• Affichage numérique : l’entrisme au Sénat d'un lobby qui voudrait restaurer son image

    Lors de la séance de questions orales du 5 novembre 2020 au Sénat, Madame Annick Billon, sénatrice de la Vendée, a adressé à la ministre de la Transition écologique un vibrant plaidoyer en défense des afficheurs numériques « aujourd’hui accusés de tous les maux (surconsommation énergétique, recours à des matériaux rares, pollution lumineuse, etc. »)1. L’argumentaire ? Il est tout bonnement celui des afficheurs, repris sans le moindre recul. Consternant !
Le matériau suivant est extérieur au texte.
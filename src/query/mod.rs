//! Query operators
//!
//! This module contains the row-oriented operators that run over fragments:
//! - Argument surface (`key=value;...` and positional binary arguments)
//! - Variable binding
//! - WHERE evaluation and positional join
//! - GROUP BY, ORDER BY, LIMIT/OFFSET
//! - SELECT projection
//! - INSERT row building and running statements

pub mod args;
pub mod binding;
pub mod filter;
pub mod group;
pub mod insert;
pub mod order;
pub mod project;
pub mod select;
pub mod source;
pub mod statement;

pub use args::{BinaryArg, Operation, QueryArgs};
pub use binding::{Binding, RowBinder};
pub use filter::filter;
pub use group::{group_rows, Group};
pub use order::{order_fragment, order_selection, Limit};
pub use project::{project, Projection};
pub use select::{execute_select, SelectRequest};
pub use source::{QueryContext, Selection, Source};
pub use statement::RunningStatement;
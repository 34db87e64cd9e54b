//! Variable binding
//!
//! Resolves the free variables of an expression to input fields or
//! positional arguments, then fills a fresh symbol table per row.

use crate::error::{Error, Result};
use crate::expr::{Node, SymbolTable, Value};
use crate::query::args::BinaryArg;
use crate::query::source::{QueryContext, Selection, Source};

/// What a variable name refers to
#[derive(Debug, Clone, PartialEq)]
pub enum Binding {
    /// Field `field` of input `source`
    Field { source: usize, field: usize },
    /// Constant from a positional argument
    Arg(Value),
}

/// Parse a `?N` placeholder into its 1-based position
pub fn placeholder_position(name: &str) -> Option<usize> {
    name.strip_prefix('?')?.parse().ok().filter(|n| *n > 0)
}

/// Value of positional argument `?position`
pub fn arg_value(args: &[BinaryArg], position: usize) -> Result<Value> {
    args.get(position.wrapping_sub(1))
        .ok_or_else(|| {
            Error::exec(format!(
                "argument ?{} not supplied ({} given)",
                position,
                args.len()
            ))
        })?
        .to_value(position)
}

/// Resolve a field reference: `field`, `frag.field`, `alias.field` or
/// `db.frag.field`
pub fn resolve_field(name: &str, sources: &[Source]) -> Result<(usize, usize)> {
    match name.rsplit_once('.') {
        Some((prefix, field)) => {
            let source = sources
                .iter()
                .position(|s| s.answers_to(prefix))
                .ok_or_else(|| Error::FieldNotFound(field.to_string(), prefix.to_string()))?;
            Ok((source, sources[source].fragment.field_index(field)?))
        }
        None => match sources {
            [only] => Ok((0, only.fragment.field_index(name)?)),
            [] => Err(Error::exec(format!("no input fragment for field '{}'", name))),
            _ => Err(Error::exec(format!(
                "field '{}' is ambiguous across {} fragments; qualify it",
                name,
                sources.len()
            ))),
        },
    }
}

/// Resolve one variable name
pub fn resolve_variable(name: &str, sources: &[Source], args: &[BinaryArg]) -> Result<Binding> {
    match placeholder_position(name) {
        Some(position) => arg_value(args, position).map(Binding::Arg),
        None => resolve_field(name, sources).map(|(source, field)| Binding::Field { source, field }),
    }
}

/// The resolved variables of one expression
#[derive(Debug, Clone, Default)]
pub struct RowBinder {
    vars: Vec<(String, Binding)>,
}

impl RowBinder {
    /// Resolve every free variable of `node`
    pub fn bind(node: &Node, sources: &[Source], args: &[BinaryArg]) -> Result<Self> {
        let vars = node
            .variables()
            .into_iter()
            .map(|name| Ok((name.to_string(), resolve_variable(name, sources, args)?)))
            .collect::<Result<Vec<_>>>()?;
        Ok(Self { vars })
    }

    pub fn bindings(&self) -> impl Iterator<Item = (&str, &Binding)> {
        self.vars.iter().map(|(n, b)| (n.as_str(), b))
    }

    pub fn len(&self) -> usize {
        self.vars.len()
    }

    pub fn is_empty(&self) -> bool {
        self.vars.is_empty()
    }

    /// Build the symbol table for selected entry `k`
    pub fn table(
        &self,
        ctx: &QueryContext<'_>,
        sources: &[Source],
        selection: &Selection,
        k: usize,
    ) -> Result<SymbolTable> {
        let mut table = SymbolTable::new(ctx.registry, self.vars.len() + ctx.headroom);
        for (name, binding) in &self.vars {
            let value = match binding {
                Binding::Field { source, field } => sources[*source]
                    .fragment
                    .value(selection.row(*source, k), *field)?,
                Binding::Arg(v) => v.clone(),
            };
            table.add_variable(name, value)?;
        }
        Ok(table)
    }
}

#[cfg(test)]
mod tests {
    use super::*;
    use crate::expr::{parse_expression, FunctionRegistry};
    use crate::fragment::{FieldType, Fragment, Schema};
    use std::sync::Arc;

    fn source(name: &str) -> Source {
        let schema = Schema::from_pairs([("id", FieldType::Long), ("v", FieldType::Real)]);
        let mut frag = Fragment::new(name, schema);
        frag.push_values(&[Value::Long(1), Value::Double(4.0)]).unwrap();
        Source::new(Arc::new(frag))
    }

    #[test]
    fn test_resolve_names() {
        let sources = vec![
            source("a").with_db(Some("db".into())),
            source("b").with_alias(Some("x".into())),
        ];
        assert_eq!(resolve_field("a.v", &sources).unwrap(), (0, 1));
        assert_eq!(resolve_field("db.a.id", &sources).unwrap(), (0, 0));
        assert_eq!(resolve_field("x.v", &sources).unwrap(), (1, 1));
        assert!(resolve_field("v", &sources).is_err());
        assert!(matches!(
            resolve_field("c.v", &sources),
            Err(Error::FieldNotFound(..))
        ));
        assert_eq!(resolve_field("v", &sources[..1]).unwrap(), (0, 1));
    }

    #[test]
    fn test_placeholders() {
        assert_eq!(placeholder_position("?3"), Some(3));
        assert_eq!(placeholder_position("?0"), None);
        assert_eq!(placeholder_position("v"), None);

        let args = [BinaryArg::Double(1.5)];
        assert_eq!(
            resolve_variable("?1", &[], &args).unwrap(),
            Binding::Arg(Value::Double(1.5))
        );
        assert!(resolve_variable("?2", &[], &args).is_err());
    }

    #[test]
    fn test_row_table() {
        let registry = FunctionRegistry::builtin();
        let args = [BinaryArg::Long(2)];
        let ctx = QueryContext::new(&registry, &args);
        let sources = vec![source("a")];
        let node = parse_expression("v * ?1 + v").unwrap();

        let binder = RowBinder::bind(&node, &sources, &args).unwrap();
        assert_eq!(binder.len(), 2);

        let table = binder
            .table(&ctx, &sources, &Selection::full(1), 0)
            .unwrap();
        assert_eq!(table.lookup_variable("v").unwrap(), &Value::Double(4.0));
        assert_eq!(table.capacity(), registry.len() + 2);
    }
}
    Affichage numérique : l'entrisme au Sénat d'un lobby qui veut restaurer son image

    Écran publicitaire numérique de 8 m2 à La Roche-sur-Yon.
    Le jargon des professionnels désigne ce type de publicité
    sous l'acronyme DOOH, pour Digital Out Of Home. Se voulant positive,
    leur communication parle plutôt d'affichage « dynamique »...

    Selon la sénatrice de la Vendée, l’affichage numérique « constitue une alternative écologique et positive à la prolifération des panneaux publicitaires papier à l’entrée des villes ». Mais les publicitaires eux-mêmes considèrent que les nouveaux dispositifs digitaux sont complémentaires des affichages traditionnels, auxquels ils ne substituent pas ; tout observateur attentif peut d’ailleurs en faire le constat…

    L’accent est mis sur le recours aux diodes électro-luminescentes (technologie LED) pour arguer d’une moindre consommation d’électricité. Mais le bilan énergétique total de ces types d’équipements à forte composante électronique est ignoré, ou tu. Or, la somme des flux et matériaux mobilisés (l’« empreinte matière ») ainsi que l’énergie cumulée que ceux-ci représentent, évaluées en kilos équivalents carbone (kg éqCO2), ne peut qu’être nettement défavorable en termes de budget carbone et d’empreinte écologique.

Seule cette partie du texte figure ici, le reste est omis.